The template will prompt you to work through the following sections.

31.1 Overall goal

We want to understand how to average models with AIC, and then we also want to see for ourselves why model averaging is useful for prediction. So we will build a hand full of models, average them, and then compare the predictive abilities of individual models against the predictive ability of the averaged model. For all these goals we will split our real data in half and use one half for training our models, and the other half for testing them.

We will return to the question of what drives the proportion of non-native trees in a plot—something that would be very useful for land managers to be able to predict! To model proportions we will again be using our old friend the binomial GLM.

31.2 Preparing the data

We need to join the tree survey, climate, and geo/human impact data.frames and then use the split-apply-combine workflow to calculate plot-level data.

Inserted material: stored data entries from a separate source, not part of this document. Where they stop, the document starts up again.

pub mod analysis;
pub mod location;
pub mod registry;
pub mod schedule;
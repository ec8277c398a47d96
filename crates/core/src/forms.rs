//! Form payloads submitted by the UI
//!
//! These double as request bodies for the auth endpoints, so field names
//! follow the backend's snake_case wire format.

use serde::{Deserialize, Serialize};
use std::fmt;

#[derive(Clone, Default, PartialEq, Eq, Serialize, Deserialize)]
pub struct LoginForm {
    pub email: String,
    pub password: String,
}

impl LoginForm {
    pub fn new(email: impl Into<String>, password: impl Into<String>) -> Self {
        Self {
            email: email.into(),
            password: password.into(),
        }
    }
}

impl fmt::Debug for LoginForm {
    fn fmt(&self, f: &mut fmt::Formatter<'_>) -> fmt::Result {
        f.debug_struct("LoginForm")
            .field("email", &self.email)
            .field("password", &"<redacted>")
            .finish()
    }
}

#[derive(Clone, Default, PartialEq, Eq, Serialize, Deserialize)]
pub struct RegisterForm {
    pub first_name: String,
    pub last_name: String,
    pub email: String,
    pub address: String,
    pub phone: String,
    pub password: String,
    pub password_confirmation: String,
}

impl RegisterForm {
    /// Names of all fields, in display order
    pub const FIELDS: [&'static str; 7] = [
        "first_name",
        "last_name",
        "email",
        "address",
        "phone",
        "password",
        "password_confirmation",
    ];

    /// Credentials the new account will log in with
    pub fn credentials(&self) -> LoginForm {
        LoginForm::new(self.email.clone(), self.password.clone())
    }
}

impl fmt::Debug for RegisterForm {
    fn fmt(&self, f: &mut fmt::Formatter<'_>) -> fmt::Result {
        f.debug_struct("RegisterForm")
            .field("first_name", &self.first_name)
            .field("last_name", &self.last_name)
            .field("email", &self.email)
            .field("address", &self.address)
            .field("phone", &self.phone)
            .field("password", &"<redacted>")
            .field("password_confirmation", &"<redacted>")
            .finish()
    }
}

#[derive(Debug, Clone, Default, PartialEq, Eq, Serialize, Deserialize)]
pub struct CategoryForm {
    pub name: String,
    #[serde(default, skip_serializing_if = "Option::is_none")]
    pub description: Option<String>,
}
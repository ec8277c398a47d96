//! Session context: the one place the client, store and services are wired

use crate::auth::guard::RouteGuard;
use crate::auth::interceptors::{BearerToken, SessionExpiry};
use crate::auth::session::SessionStore;
use crate::config::FrontendConfig;
use crate::navigation::Navigator;
use crate::services::AuthService;
use crate::storage::{SessionStorage, TokenSlot};
use catalog_http::{ApiClient, ClientError};
use std::sync::Arc;
use tracing::debug;

/// Built once at startup and cloned into every consumer.
///
/// The client carries two middleware stages: [`BearerToken`] on requests and
/// [`SessionExpiry`] on responses.
#[derive(Clone)]
pub struct SessionContext {
    client: ApiClient,
    store: Arc<SessionStore>,
    navigator: Arc<dyn Navigator>,
    config: Arc<FrontendConfig>,
}

impl SessionContext {
    pub fn new(
        config: FrontendConfig,
        storage: Arc<dyn SessionStorage>,
        navigator: Arc<dyn Navigator>,
    ) -> Result<Self, ClientError> {
        let slot = TokenSlot::new(storage, config.token_key.clone());
        let client = ApiClient::from_config(&config.api)?;
        let store = Arc::new(SessionStore::restore(
            slot.clone(),
            client.default_headers().clone(),
        ));

        let client = client
            .with_request_middleware(Arc::new(BearerToken::new(slot)))
            .with_response_middleware(Arc::new(SessionExpiry::new(
                store.clone(),
                navigator.clone(),
                config.login_route.clone(),
            )));

        debug!(base_url = client.base_url(), "Session context ready");

        Ok(Self {
            client,
            store,
            navigator,
            config: Arc::new(config),
        })
    }

    /// Context backed by `window.sessionStorage` and `window.location`
    #[cfg(target_arch = "wasm32")]
    pub fn browser(config: FrontendConfig) -> Result<Self, ClientError> {
        Self::new(
            config,
            Arc::new(crate::storage::BrowserSessionStorage),
            Arc::new(crate::navigation::LocationNavigator),
        )
    }

    pub fn client(&self) -> &ApiClient {
        &self.client
    }

    pub fn store(&self) -> &Arc<SessionStore> {
        &self.store
    }

    pub fn config(&self) -> &FrontendConfig {
        &self.config
    }

    pub fn auth(&self) -> AuthService {
        AuthService::new(
            self.client.clone(),
            self.store.clone(),
            self.navigator.clone(),
            self.config.login_route.clone(),
        )
    }

    pub fn guard(&self) -> RouteGuard {
        RouteGuard::new(self.store.clone(), self.config.login_route.clone())
    }
}
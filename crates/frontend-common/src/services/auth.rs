//! Authentication service

use crate::auth::session::SessionStore;
use crate::error::AuthError;
use crate::navigation::Navigator;
use catalog_core::{LoginForm, RegisterForm, TokenResponse, User, Validate};
use catalog_http::{ApiClient, ClientError};
use std::sync::Arc;
use tracing::{info, warn};

/// Result of telling the backend about a logout. Local teardown happens
/// either way; a failed notification is reported, never raised.
#[derive(Debug)]
pub enum LogoutOutcome {
    Notified,
    NotificationFailed(ClientError),
}

impl LogoutOutcome {
    pub fn backend_notified(&self) -> bool {
        matches!(self, Self::Notified)
    }
}

/// Login, registration, profile and logout on top of the session store
#[derive(Clone)]
pub struct AuthService {
    client: ApiClient,
    store: Arc<SessionStore>,
    navigator: Arc<dyn Navigator>,
    login_route: String,
}

impl AuthService {
    pub fn new(
        client: ApiClient,
        store: Arc<SessionStore>,
        navigator: Arc<dyn Navigator>,
        login_route: impl Into<String>,
    ) -> Self {
        Self {
            client,
            store,
            navigator,
            login_route: login_route.into(),
        }
    }

    /// Log in and load the profile of the account
    pub async fn login(&self, form: &LoginForm) -> Result<User, AuthError> {
        form.validate().map_err(AuthError::InvalidForm)?;
        let response = self.client.login(form).await?;
        info!(email = %form.email, "Logged in");
        self.start_session(response).await
    }

    /// Create an account and log straight into it
    pub async fn register(&self, form: &RegisterForm) -> Result<User, AuthError> {
        form.validate().map_err(AuthError::InvalidForm)?;
        let response = self.client.register(form).await?;
        info!(email = %form.email, "Registered new account");
        self.start_session(response).await
    }

    /// Load the profile of whoever the attached token belongs to
    pub async fn fetch_user(&self) -> Result<User, AuthError> {
        let user = self.client.me().await?;
        self.store.set_user(user.clone());
        Ok(user)
    }

    /// End the session. The backend call is best effort; storage, default
    /// header and in-memory state are cleared and the user is sent to the
    /// login route regardless of its result.
    pub async fn logout(&self) -> LogoutOutcome {
        let outcome = match self.client.logout().await {
            Ok(()) => LogoutOutcome::Notified,
            Err(e) => {
                warn!("Logout notification failed, clearing session anyway: {e}");
                LogoutOutcome::NotificationFailed(e)
            }
        };

        self.store.clear_session();
        self.navigator.navigate(&self.login_route);
        info!("Logged out");
        outcome
    }

    pub fn store(&self) -> &Arc<SessionStore> {
        &self.store
    }

    async fn start_session(&self, response: TokenResponse) -> Result<User, AuthError> {
        self.store.set_token(&response.access_token)?;
        self.fetch_user().await
    }
}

The plot-level data we will need are:

all explanatory variables (hint: use across)
number of non-native species
number of native species

For ease of working together, let’s all name our final, combined data object dat_non_nat.

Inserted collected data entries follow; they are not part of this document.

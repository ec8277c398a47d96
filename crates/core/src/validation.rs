//! Form validation schemas
//!
//! Each form validates every field and collects all failing rules, so the UI
//! can show several messages under one input. The same [`FieldErrors`] shape
//! is used for 422 responses from the backend.

use crate::forms::{CategoryForm, LoginForm, RegisterForm};
use serde::{Deserialize, Serialize};
use std::collections::BTreeMap;
use thiserror::Error;

/// Field name to list of human readable messages
#[derive(Debug, Clone, Default, PartialEq, Eq, Serialize, Deserialize, Error)]
#[serde(transparent)]
#[error("{}", join_messages(.0))]
pub struct FieldErrors(BTreeMap<String, Vec<String>>);

impl FieldErrors {
    pub fn new() -> Self {
        Self::default()
    }

    /// Record a message against a field
    pub fn add(&mut self, field: impl Into<String>, message: impl Into<String>) {
        self.0.entry(field.into()).or_default().push(message.into());
    }

    /// Record several messages against a field; empty input adds nothing
    pub fn extend_field(&mut self, field: &str, messages: impl IntoIterator<Item = String>) {
        let mut messages = messages.into_iter().peekable();
        if messages.peek().is_some() {
            self.0.entry(field.to_string()).or_default().extend(messages);
        }
    }

    pub fn is_empty(&self) -> bool {
        self.0.is_empty()
    }

    pub fn len(&self) -> usize {
        self.0.len()
    }

    pub fn contains(&self, field: &str) -> bool {
        self.0.contains_key(field)
    }

    /// Messages for a field, empty when the field is valid
    pub fn get(&self, field: &str) -> &[String] {
        self.0.get(field).map_or(&[], Vec::as_slice)
    }

    pub fn first(&self, field: &str) -> Option<&str> {
        self.get(field).first().map(String::as_str)
    }

    pub fn fields(&self) -> impl Iterator<Item = &str> {
        self.0.keys().map(String::as_str)
    }

    pub fn iter(&self) -> impl Iterator<Item = (&str, &[String])> {
        self.0.iter().map(|(k, v)| (k.as_str(), v.as_slice()))
    }

    /// `Ok(())` when no field failed
    pub fn into_result(self) -> Result<(), Self> {
        if self.is_empty() { Ok(()) } else { Err(self) }
    }
}

/// `field: message` pairs joined with `; `
fn join_messages(errors: &BTreeMap<String, Vec<String>>) -> String {
    errors
        .iter()
        .flat_map(|(field, messages)| messages.iter().map(move |m| format!("{field}: {m}")))
        .collect::<Vec<_>>()
        .join("; ")
}

/// A form that can be checked before it is submitted
pub trait Validate {
    /// Validate every field
    fn validate(&self) -> Result<(), FieldErrors>;

    /// Messages for a single field, for as-you-type feedback
    fn validate_field(&self, field: &str) -> Vec<String>;
}

pub mod messages {
    pub const INVALID_EMAIL: &str = "Invalid email address";
    pub const PASSWORD_TOO_SHORT: &str = "Password must be at least 6 characters";
    pub const PASSWORD_LETTERS_AND_DIGITS: &str = "Password must contain letters and numbers";
    pub const PASSWORDS_DO_NOT_MATCH: &str = "Passwords do not match";
    pub const FIRST_NAME_TOO_SHORT: &str = "First name must be at least 2 characters";
    pub const LAST_NAME_TOO_SHORT: &str = "Last name must be at least 2 characters";
    pub const LETTERS_ONLY: &str = "Only letters are allowed";
    pub const ADDRESS_TOO_SHORT: &str = "Address must be at least 5 characters";
    pub const INVALID_PHONE: &str = "Invalid phone number";
    pub const NAME_REQUIRED: &str = "Name is required";
    pub const NAME_TOO_LONG: &str = "At most 255 characters";
    pub const DESCRIPTION_TOO_LONG: &str = "At most 1000 characters";
}

/// Common validation helpers
pub mod validators {
    use once_cell::sync::Lazy;
    use regex::Regex;

    static EMAIL: Lazy<Regex> = Lazy::new(|| {
        Regex::new(r"^[A-Za-z0-9_'+\-.]*[A-Za-z0-9_+\-]@([A-Za-z0-9][A-Za-z0-9\-]*\.)+[A-Za-z]{2,}$")
            .expect("email pattern is valid")
    });

    static PERSON_NAME: Lazy<Regex> =
        Lazy::new(|| Regex::new(r"^[A-Za-zÁÉÍÓÚáéíóúñÑ\s]+$").expect("name pattern is valid"));

    static PHONE: Lazy<Regex> =
        Lazy::new(|| Regex::new(r"^[0-9]{8,15}$").expect("phone pattern is valid"));

    /// Length in characters rather than bytes
    pub fn char_len(value: &str) -> usize {
        value.chars().count()
    }

    pub fn is_email(value: &str) -> bool {
        !value.starts_with('.') && !value.contains("..") && EMAIL.is_match(value)
    }

    /// Letters (including Spanish accented letters) and whitespace only
    pub fn is_person_name(value: &str) -> bool {
        PERSON_NAME.is_match(value)
    }

    /// Between 8 and 15 ASCII digits
    pub fn is_phone(value: &str) -> bool {
        PHONE.is_match(value)
    }

    pub fn has_letter_and_digit(value: &str) -> bool {
        value.chars().any(|c| c.is_ascii_alphabetic()) && value.chars().any(|c| c.is_ascii_digit())
    }
}

const MIN_PASSWORD: usize = 6;
const MIN_PERSON_NAME: usize = 2;
const MIN_ADDRESS: usize = 5;
const MAX_CATEGORY_NAME: usize = 255;
const MAX_CATEGORY_DESCRIPTION: usize = 1000;

fn check_email(value: &str) -> Vec<String> {
    if validators::is_email(value) {
        Vec::new()
    } else {
        vec![messages::INVALID_EMAIL.to_string()]
    }
}

fn check_person_name(value: &str, too_short: &str) -> Vec<String> {
    let mut errors = Vec::new();
    if validators::char_len(value) < MIN_PERSON_NAME {
        errors.push(too_short.to_string());
    }
    if !validators::is_person_name(value) {
        errors.push(messages::LETTERS_ONLY.to_string());
    }
    errors
}

fn check_password_length(value: &str) -> Vec<String> {
    if validators::char_len(value) < MIN_PASSWORD {
        vec![messages::PASSWORD_TOO_SHORT.to_string()]
    } else {
        Vec::new()
    }
}

fn collect<V: Validate>(form: &V, fields: &[&str]) -> Result<(), FieldErrors> {
    let mut errors = FieldErrors::new();
    for field in fields {
        errors.extend_field(field, form.validate_field(field));
    }
    errors.into_result()
}

impl Validate for LoginForm {
    fn validate(&self) -> Result<(), FieldErrors> {
        collect(self, &["email", "password"])
    }

    fn validate_field(&self, field: &str) -> Vec<String> {
        match field {
            "email" => check_email(&self.email),
            "password" => check_password_length(&self.password),
            _ => Vec::new(),
        }
    }
}

impl Validate for RegisterForm {
    fn validate(&self) -> Result<(), FieldErrors> {
        collect(self, &Self::FIELDS)
    }

    fn validate_field(&self, field: &str) -> Vec<String> {
        match field {
            "first_name" => check_person_name(&self.first_name, messages::FIRST_NAME_TOO_SHORT),
            "last_name" => check_person_name(&self.last_name, messages::LAST_NAME_TOO_SHORT),
            "email" => check_email(&self.email),
            "address" => {
                if validators::char_len(&self.address) < MIN_ADDRESS {
                    vec![messages::ADDRESS_TOO_SHORT.to_string()]
                } else {
                    Vec::new()
                }
            }
            "phone" => {
                if validators::is_phone(&self.phone) {
                    Vec::new()
                } else {
                    vec![messages::INVALID_PHONE.to_string()]
                }
            }
            "password" => {
                let mut errors = check_password_length(&self.password);
                if !validators::has_letter_and_digit(&self.password) {
                    errors.push(messages::PASSWORD_LETTERS_AND_DIGITS.to_string());
                }
                errors
            }
            "password_confirmation" => {
                if self.password == self.password_confirmation {
                    Vec::new()
                } else {
                    vec![messages::PASSWORDS_DO_NOT_MATCH.to_string()]
                }
            }
            _ => Vec::new(),
        }
    }
}

impl Validate for CategoryForm {
    fn validate(&self) -> Result<(), FieldErrors> {
        collect(self, &["name", "description"])
    }

    fn validate_field(&self, field: &str) -> Vec<String> {
        match field {
            "name" => {
                let len = validators::char_len(&self.name);
                if len == 0 {
                    vec![messages::NAME_REQUIRED.to_string()]
                } else if len > MAX_CATEGORY_NAME {
                    vec![messages::NAME_TOO_LONG.to_string()]
                } else {
                    Vec::new()
                }
            }
            "description" => match &self.description {
                Some(description)
                    if validators::char_len(description) > MAX_CATEGORY_DESCRIPTION =>
                {
                    vec![messages::DESCRIPTION_TOO_LONG.to_string()]
                }
                _ => Vec::new(),
            },
            _ => Vec::new(),
        }
    }
}
//! Catalog CLI - command line frontend for the catalog admin API

mod commands;
mod config;
mod logging;

use anyhow::Result;
use clap::{Parser, ValueEnum};
use commands::Commands;
use std::path::PathBuf;
use std::time::Duration;
use tracing::{Level, error, info};

#[derive(Parser)]
#[command(name = "catalog")]
#[command(about = "Manage a catalog admin session from the command line")]
#[command(version)]
struct Cli {
    /// Set logging level
    #[arg(short = 'l', long, global = true, default_value = "warn")]
    log_level: LogLevel,

    /// Data directory for the session file and logs
    #[arg(short = 'd', long, global = true)]
    data_dir: Option<PathBuf>,

    /// Configuration file (TOML or YAML)
    #[arg(short = 'c', long, global = true, env = "CATALOG_CONFIG")]
    config: Option<PathBuf>,

    /// Timeout for the whole command in seconds (0 = no timeout)
    #[arg(short = 't', long, global = true, default_value = "30")]
    timeout: u64,

    /// Disable file logging (only log to stderr)
    #[arg(long, global = true)]
    no_file_log: bool,

    #[command(subcommand)]
    command: Commands,
}

#[tokio::main]
async fn main() -> Result<()> {
    let cli = Cli::parse();

    let data_dir = cli.data_dir.clone().unwrap_or_else(config::default_data_dir);
    logging::init_logging(cli.log_level.into(), &data_dir, cli.no_file_log)?;

    let frontend_config = config::load_config(cli.config.as_deref())?;
    info!(base_url = %frontend_config.api.base_url, "Starting catalog CLI");

    let command = cli.command.execute(frontend_config, data_dir);

    if cli.timeout == 0 {
        match command.await {
            Ok(()) => {
                info!("Command completed successfully");
            }
            Err(e) => {
                error!("Command failed: {e}");
                eprintln!("Error: {e}");
                std::process::exit(1);
            }
        }
    } else {
        let timeout_duration = Duration::from_secs(cli.timeout);
        match tokio::time::timeout(timeout_duration, command).await {
            Ok(Ok(())) => {
                info!("Command completed successfully");
            }
            Ok(Err(e)) => {
                error!("Command failed: {e}");
                eprintln!("Error: {e}");
                std::process::exit(1);
            }
            Err(_) => {
                error!("Command timed out after {} seconds", cli.timeout);
                eprintln!("Error: timed out after {} seconds", cli.timeout);
                std::process::exit(1);
            }
        }
    }

    Ok(())
}

#[derive(Clone, Debug, ValueEnum)]
enum LogLevel {
    Error,
    Warn,
    Info,
    Debug,
    Trace,
}

impl From<LogLevel> for Level {
    fn from(log_level: LogLevel) -> Self {
        match log_level {
            LogLevel::Error => Level::ERROR,
            LogLevel::Warn => Level::WARN,
            LogLevel::Info => Level::INFO,
            LogLevel::Debug => Level::DEBUG,
            LogLevel::Trace => Level::TRACE,
        }
    }
}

Once those steps are completed, we’ll split our data into training and testing sets. The key is, we want these training and testing sets to be random samples from the data. For random samples, we use the function sample. We are sampling rows, so this is how it will work

# be sure to switch `eval` to `true` in this chunk

# size of half the data
n_subsamp <- round(nrow(dat_non_nat) / 2)

# random indexes to be used for sampling
rand_idx <- sample(nrow(dat_non_nat), n_subsamp)

# extract the training data
dat_train <- dat_non_nat[rand_idx, ]

# the test data is everything left
dat_test <- dat_non_nat[-rand_idx, ]

31.3 Making models and averaging them

Now let’s make three different models based on genuine hypotheses about what processes might affect the proportion of non-native species in a plot. Again, for simplicity of working together, let’s name those models mod1, mod2, and mod3, even though each of us might have different explanatory variables in the models.

As a refresher, for making a binomial GLM when we know the number of “successes” and “failures”, we use this syntax

# `x` is just a place holder for a real explanatory variable
mod1 <- glm(cbind(n_non, n_nat) ~ x, data = dat_train, 
            family = binomial)

Notice that we are using dat_train! We are only fitting these models on the training data so we can then see how good (or bad) they predict data they have never seen before—dat_test.

Once your three models are built, let’s average them. We’ll use model.avg from the MuMIn package:

mod_avg <- model.avg(list(mod1, mod2, mod3))

For the sake of really understanding how the model averaging works, let’s calculate by hand the Akaike weights and compare to what model.avg gave us. The equation for weights is

\[ w_i = \frac{e^{-\Delta\text{AIC}_i / 2}}{\sum_j e^{-\Delta\text{AIC}_j / 2}} \]

where \(\Delta\text{AIC}_i = \text{AIC}(\text{model}_i) - \min(\text{AIC})\).

When calculating AIC, we might as well use AICc from MuMIn so our comparison with the output of model.avg will be equivalent.

Next let’s use the weights to calculate averaged coefficients for the explanatory variables we used in our models. As an example, if explanatory variable x showed up in models mod1 and mod2, its averaged coefficient would be

# assume w1 is weight for mod1, and w2 is weight for mod2
coefficients(mod1)["x"] * w1 + coefficients(mod2)["x"] * w2

You only need to do this for one of your explanatory variables. Compare to the output of coefficients(mod_avg).

31.4 Testing the models

Finally we get to the why. Why is it useful to average models? Because the predictive ability of an averaged model will be greater than the predictive ability of an individual model on its own. We’ll show this to ourselves by comparing the log likelihood values of the test data set under each our three individual models and the averaged model.

We’ll need to calculate AIC by hand for this exercise. But how do we calculate the log likelihood for the test data when our model was fit to the training data? By using dbinom.

# first use `predict` to get the predicted binomial p parameter
# for the test data
p_mod1 <- predict(mod1, newdata = dat_test, type = "response")


# then plug the predicted p into dbinom and sum log probs
ll_mod1 <- dbinom(x = dat_test$n_non, 
       size = dat_test$n_non + dat_test$n_nat, 
       prob = p_mod1, 
       log = TRUE) |> 
    sum()

Compare the log likelihood values for mod1, mod2, mod3, and mod_avg on dat_test. Which has the highest log likelihood?

Bonus question: why are we comparing log likelihoods even though our models have different numbers of parameters that may or may not be nested?